Topical lidocaine is well tolerated and minimal systemic absorption occurs at the recommended dose.[5]
No dose titration is necessary to reach an effective dose.[6]

Lidocaine patches are effective only for the area where the patch is applied, and are not helpful for central neuropathic pain or to treat polyneuropathy that occurs over a large area.[6]
Application site irritation may occur.
Although systemic absorption is unlikely, topical lidocaine should be used with caution in patients with hepatic dysfunction, and those taking class I antiarrhythmic medications such as mexiletine.[5]

Increased absorption or drug accumulation may occur when the patch is applied for longer periods of time or over larger areas than recommended, in small patients, and in patients with kidney insufficiency.[14]


Opioid Analgesics

Randomized controlled trials have shown beneficial effects of opioids (including oxycodone, methadone, morphine, and levorphanol) for the treatment of DPN, PHN, painful polyneuropathy, and phantom limb pain.[6]

Comparative trials have shown similar benefit with opioids when compared with TCAs and gabapentin, but more frequent side effects occurred with opioids.[6] NeuPSIG recommends opioids as second-line medications when an adequate response is not achieved with first-line medications or as a first-line option when immediate pain relief is necessary and short-term for acute neuropathic pain.[5]

The EFNS recommends opioid medications as second- or third-line options for painful diabetic neuropathy, PHN, and central neuropathic pain because of limited trials assessing long-term safety and abuse potential.[2]

The Canadian Pain Society recommends opioids (excluding methadone) as third-line agents for the treatment of painful diabetic neuropathy, PHN, and other neuropathic pain conditions.

Methadone is considered a fourth-line agent because of limited clinical evidence, difficulty with titration, and regulatory status in Canada.[4]

The appropriate dose is widely variable from patient to patient and depends on prior opioid exposure.
The typical initial dose is 10 to 15 mg of morphine or equianalgesic dose every 4 hours or as needed.

After 1 to 2 weeks the total daily dose can be converted to an equianalgesic dose of a longer acting opioid medication such as transdermal fentanyl, extended release oxycodone, or extended release morphine.

A scheduled long-acting opioid is typically preferred. If pain is not improved after an adequate trial, the medication should be tapered and discontinued.[5]

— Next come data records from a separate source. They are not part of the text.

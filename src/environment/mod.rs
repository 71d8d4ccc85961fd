//! Wrapper environment preparation.
//!
//! Preparing the environment extracts the toolkit, resolves the wrapper
//! template against the runtime variables, and writes the result into the
//! sandbox as an executable. The engine runs this once and reuses the result.

pub mod template;

use std::collections::BTreeMap;
use std::path::{Path, PathBuf};

use crate::error::ExecError;
use crate::host::{AssetStore, Sandbox};
use crate::materialize::strip_asset_scheme;
use template::{
    bind_executor_path, resolve_template, ANDROID_SDK, EXECUTOR_PATH, ROOT_PERMISSION,
    SDCARD_PATH, START_DIR, TEMP_DIR, TOOLKIT,
};

/// Inputs that do not depend on the host probe.
#[derive(Debug, Clone, PartialEq, Eq)]
pub struct EnvironmentSettings {
    /// Wrapper template asset name.
    pub executor: String,
    /// Toolkit asset directory; empty skips extraction.
    pub toolkit_dir: String,
    pub temp_dir: PathBuf,
    pub sdcard_path: String,
    pub android_sdk: u32,
}

/// Resolved, written wrapper plus the variables it was built from.
#[derive(Debug, Clone, PartialEq, Eq)]
pub struct ScriptEnvironment {
    executor_path: PathBuf,
    rooted: bool,
    variables: BTreeMap<String, String>,
}

impl ScriptEnvironment {
    /// Absolute path of the resolved wrapper.
    pub fn executor_path(&self) -> &Path {
        &self.executor_path
    }

    pub fn rooted(&self) -> bool {
        self.rooted
    }

    /// Template variables, including `EXECUTOR_PATH`.
    pub fn variables(&self) -> &BTreeMap<String, String> {
        &self.variables
    }
}

/// Build the variable set substituted into the wrapper template.
pub fn environment_variables(
    toolkit: &str,
    start_dir: &Path,
    temp_dir: &Path,
    rooted: bool,
    sdcard_path: &str,
    android_sdk: u32,
) -> BTreeMap<String, String> {
    BTreeMap::from([
        (TOOLKIT.to_string(), toolkit.to_string()),
        (START_DIR.to_string(), start_dir.display().to_string()),
        (TEMP_DIR.to_string(), temp_dir.display().to_string()),
        (ROOT_PERMISSION.to_string(), rooted.to_string()),
        (SDCARD_PATH.to_string(), sdcard_path.to_string()),
        (ANDROID_SDK.to_string(), android_sdk.to_string()),
    ])
}

/// Extract the toolkit, resolve the wrapper, and write it into the sandbox.
///
/// Nothing is reported as prepared unless the final write succeeds.
pub fn prepare_environment(
    settings: &EnvironmentSettings,
    sandbox: &dyn Sandbox,
    assets: &dyn AssetStore,
    rooted: bool,
) -> Result<ScriptEnvironment, ExecError> {
    let toolkit = if settings.toolkit_dir.is_empty() {
        String::new()
    } else {
        let name = strip_asset_scheme(&settings.toolkit_dir);
        assets
            .extract_tree(name)
            .map_err(|e| ExecError::init(&format!("extract toolkit `{name}`"), e))?
            .display()
            .to_string()
    };

    let executor = strip_asset_scheme(&settings.executor);
    let raw = assets
        .read(executor)
        .map_err(|e| ExecError::init(&format!("read wrapper template `{executor}`"), e))?;
    let template = String::from_utf8_lossy(&raw);

    let mut variables = environment_variables(
        &toolkit,
        sandbox.root(),
        &settings.temp_dir,
        rooted,
        &settings.sdcard_path,
        settings.android_sdk,
    );
    let resolved = resolve_template(&template, &variables);

    let executor_path = sandbox.private_path(executor);
    let executor_display = executor_path.display().to_string();
    let wrapper = bind_executor_path(&resolved, &executor_display);
    let written = sandbox
        .write_private(executor, wrapper.as_bytes())
        .map_err(|e| ExecError::init(&format!("write wrapper `{executor_display}`"), e))?;

    variables.insert(EXECUTOR_PATH.to_string(), written.display().to_string());
    tracing::info!(executor = %written.display(), rooted, toolkit = %toolkit, "script environment prepared");
    Ok(ScriptEnvironment {
        executor_path: written,
        rooted,
        variables,
    })
}

#[cfg(test)]
mod tests {
    use super::*;
    use crate::host::{DirAssets, DirSandbox};
    use crate::testsupport::TestTempDir;
    use std::fs;
    use std::sync::Arc;

    fn settings(dir: &TestTempDir, toolkit_dir: &str) -> EnvironmentSettings {
        EnvironmentSettings {
            executor: "file:///android_asset/kr-script/executor.sh".to_string(),
            toolkit_dir: toolkit_dir.to_string(),
            temp_dir: dir.child("cache"),
            sdcard_path: "/sdcard".to_string(),
            android_sdk: 30,
        }
    }

    fn collaborators(dir: &TestTempDir) -> (Arc<DirSandbox>, DirAssets) {
        let sandbox = Arc::new(DirSandbox::new(dir.child("files")));
        let assets = DirAssets::new(dir.child("assets"), sandbox.clone());
        (sandbox, assets)
    }

    #[test]
    fn variables_cover_the_fixed_vocabulary() {
        let vars = environment_variables("/k", Path::new("/s"), Path::new("/t"), false, "/sd", 33);
        assert_eq!(vars.len(), 6);
        assert_eq!(vars[ROOT_PERMISSION], "false");
        assert_eq!(vars[ANDROID_SDK], "33");
        assert_eq!(vars[START_DIR], "/s");
    }

    #[test]
    fn prepares_wrapper_with_all_values_bound() {
        let dir = TestTempDir::new("env-prepare");
        dir.write_text(
            "assets/kr-script/executor.sh",
            "#!/bin/sh\r\nkit=$({TOOLKIT})\nroot=$({ROOT_PERMISSION})\nself=$({EXECUTOR_PATH})\nkeep=$({UNKNOWN})\n",
        );
        dir.write_text("assets/kr-script/toolkit/tool.sh", "echo tool");
        let (sandbox, assets) = collaborators(&dir);

        let env = prepare_environment(
            &settings(&dir, "kr-script/toolkit"),
            sandbox.as_ref(),
            &assets,
            true,
        )
        .unwrap();

        let wrapper_path = dir.child("files/kr-script/executor.sh");
        assert_eq!(env.executor_path(), wrapper_path.as_path());
        assert!(env.rooted());
        let text = fs::read_to_string(&wrapper_path).unwrap();
        let kit = dir.child("files/kr-script/toolkit");
        assert_eq!(
            text,
            format!(
                "#!/bin/sh\nkit={}\nroot=true\nself={}\nkeep=$({{UNKNOWN}})\n",
                kit.display(),
                wrapper_path.display()
            )
        );
        assert!(kit.join("tool.sh").exists());
        assert_eq!(
            env.variables()[EXECUTOR_PATH],
            wrapper_path.display().to_string()
        );
    }

    #[test]
    fn empty_toolkit_dir_skips_extraction() {
        let dir = TestTempDir::new("env-no-toolkit");
        dir.write_text("assets/kr-script/executor.sh", "kit=[$({TOOLKIT})]");
        let (sandbox, assets) = collaborators(&dir);
        let env = prepare_environment(&settings(&dir, ""), sandbox.as_ref(), &assets, false).unwrap();
        assert_eq!(fs::read_to_string(env.executor_path()).unwrap(), "kit=[]");
    }

    #[test]
    fn missing_template_is_an_initialization_error() {
        let dir = TestTempDir::new("env-missing");
        let (sandbox, assets) = collaborators(&dir);
        let err = prepare_environment(&settings(&dir, ""), sandbox.as_ref(), &assets, false)
            .unwrap_err();
        assert!(matches!(err, ExecError::Initialization(_)), "got: {err}");
        assert!(!dir.child("files/kr-script/executor.sh").exists());
    }
}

Compared with other medications, opioids typically have a quick onset of pain relief. Opioid medications are particularly useful for short-term use to treat acute exacerbations or during the titration phase of a first-line medication.[5]

There are several disadvantages associated with the use of opioid medications.
They are often poorly tolerated. Common side effects include sedation, constipation, and nausea. Constipation typically does not improve over time and a bowel regimen may be required.
These medications can increase risk of falls and cognitive problems in elderly patients.
Rare but serious side effects include hypogonadism, immunologic changes, and hyperalgesia.

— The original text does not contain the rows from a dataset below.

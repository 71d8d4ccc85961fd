//! Error types for the execution engine and its configuration.

use std::fmt;

// ---------------------------------------------------------------------------
// ExecError
// ---------------------------------------------------------------------------

/// Errors surfaced by environment setup, script materialization, and
/// session processes.
#[derive(Debug)]
pub enum ExecError {
    /// Wrapper template could not be read, resolved, or written. The engine
    /// stays uninitialized and the next call retries.
    Initialization(String),
    /// Script cache or asset extraction target could not be written.
    Materialization(String),
    /// No shell process could be spawned.
    ProcessAcquisition(String),
    /// Pipe read/write failure on a live session.
    Stream(String),
}

impl ExecError {
    pub(crate) fn init(context: &str, err: impl fmt::Display) -> Self {
        Self::Initialization(format!("{context}: {err}"))
    }

    pub(crate) fn materialize(context: &str, err: impl fmt::Display) -> Self {
        Self::Materialization(format!("{context}: {err}"))
    }

    pub(crate) fn stream(context: &str, err: impl fmt::Display) -> Self {
        Self::Stream(format!("{context}: {err}"))
    }
}

impl fmt::Display for ExecError {
    fn fmt(&self, f: &mut fmt::Formatter<'_>) -> fmt::Result {
        match self {
            Self::Initialization(msg) => write!(f, "initialization failed: {msg}"),
            Self::Materialization(msg) => write!(f, "materialization failed: {msg}"),
            Self::ProcessAcquisition(msg) => write!(f, "failed to start shell process: {msg}"),
            Self::Stream(msg) => write!(f, "stream error: {msg}"),
        }
    }
}

impl std::error::Error for ExecError {}

// ---------------------------------------------------------------------------
// ConfigError
// ---------------------------------------------------------------------------

/// Errors when loading or parsing configuration.
#[derive(Debug)]
pub enum ConfigError {
    Io(std::io::Error),
    Toml(toml::de::Error),
    Invalid(String),
}

impl fmt::Display for ConfigError {
    fn fmt(&self, f: &mut fmt::Formatter<'_>) -> fmt::Result {
        match self {
            Self::Io(e) => write!(f, "io: {e}"),
            Self::Toml(e) => write!(f, "toml: {e}"),
            Self::Invalid(msg) => write!(f, "invalid config: {msg}"),
        }
    }
}

impl std::error::Error for ConfigError {}

impl From<std::io::Error> for ConfigError {
    fn from(e: std::io::Error) -> Self {
        Self::Io(e)
    }
}

impl From<toml::de::Error> for ConfigError {
    fn from(e: toml::de::Error) -> Self {
        Self::Toml(e)
    }
}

Opioids are associated with a risk of misuse or addiction of 5% to 50% in other chronic pain conditions. Risk factors for abuse include a history of or current substance abuse, major psychiatric disorders, and family history of substance abuse.[5]

A Cochrane review of 23 studies assessed the efficacy of opioid medications for the treatment of neuropathic pain.[15]

The majority of these studies assessed treatment for less than 24-hour duration, single doses, or intravenous (IV) administration, but nine studies were 8 to 70 days in duration and included 460 patients with various types of neuropathic pain (painful diabetic neuropathy, PHN, and phantom limb pain).

The opioid medications studied were morphine (four trials), oxycodone (three trials), methadone (two trials), and levorphanol (one trial).

The opioid medications were superior to placebo in all placebo-controlled studies. A meta-analysis of the seven studies with suitable data concluded that overall opioid medications were associated with a reduction in pain intensity of 13 points on a scale of 0 to 100.
The most common side effects were nausea, constipation, sedation, and vomiting. The NNH for drug discontinuation was 16.7 (95% CI 9.1–100).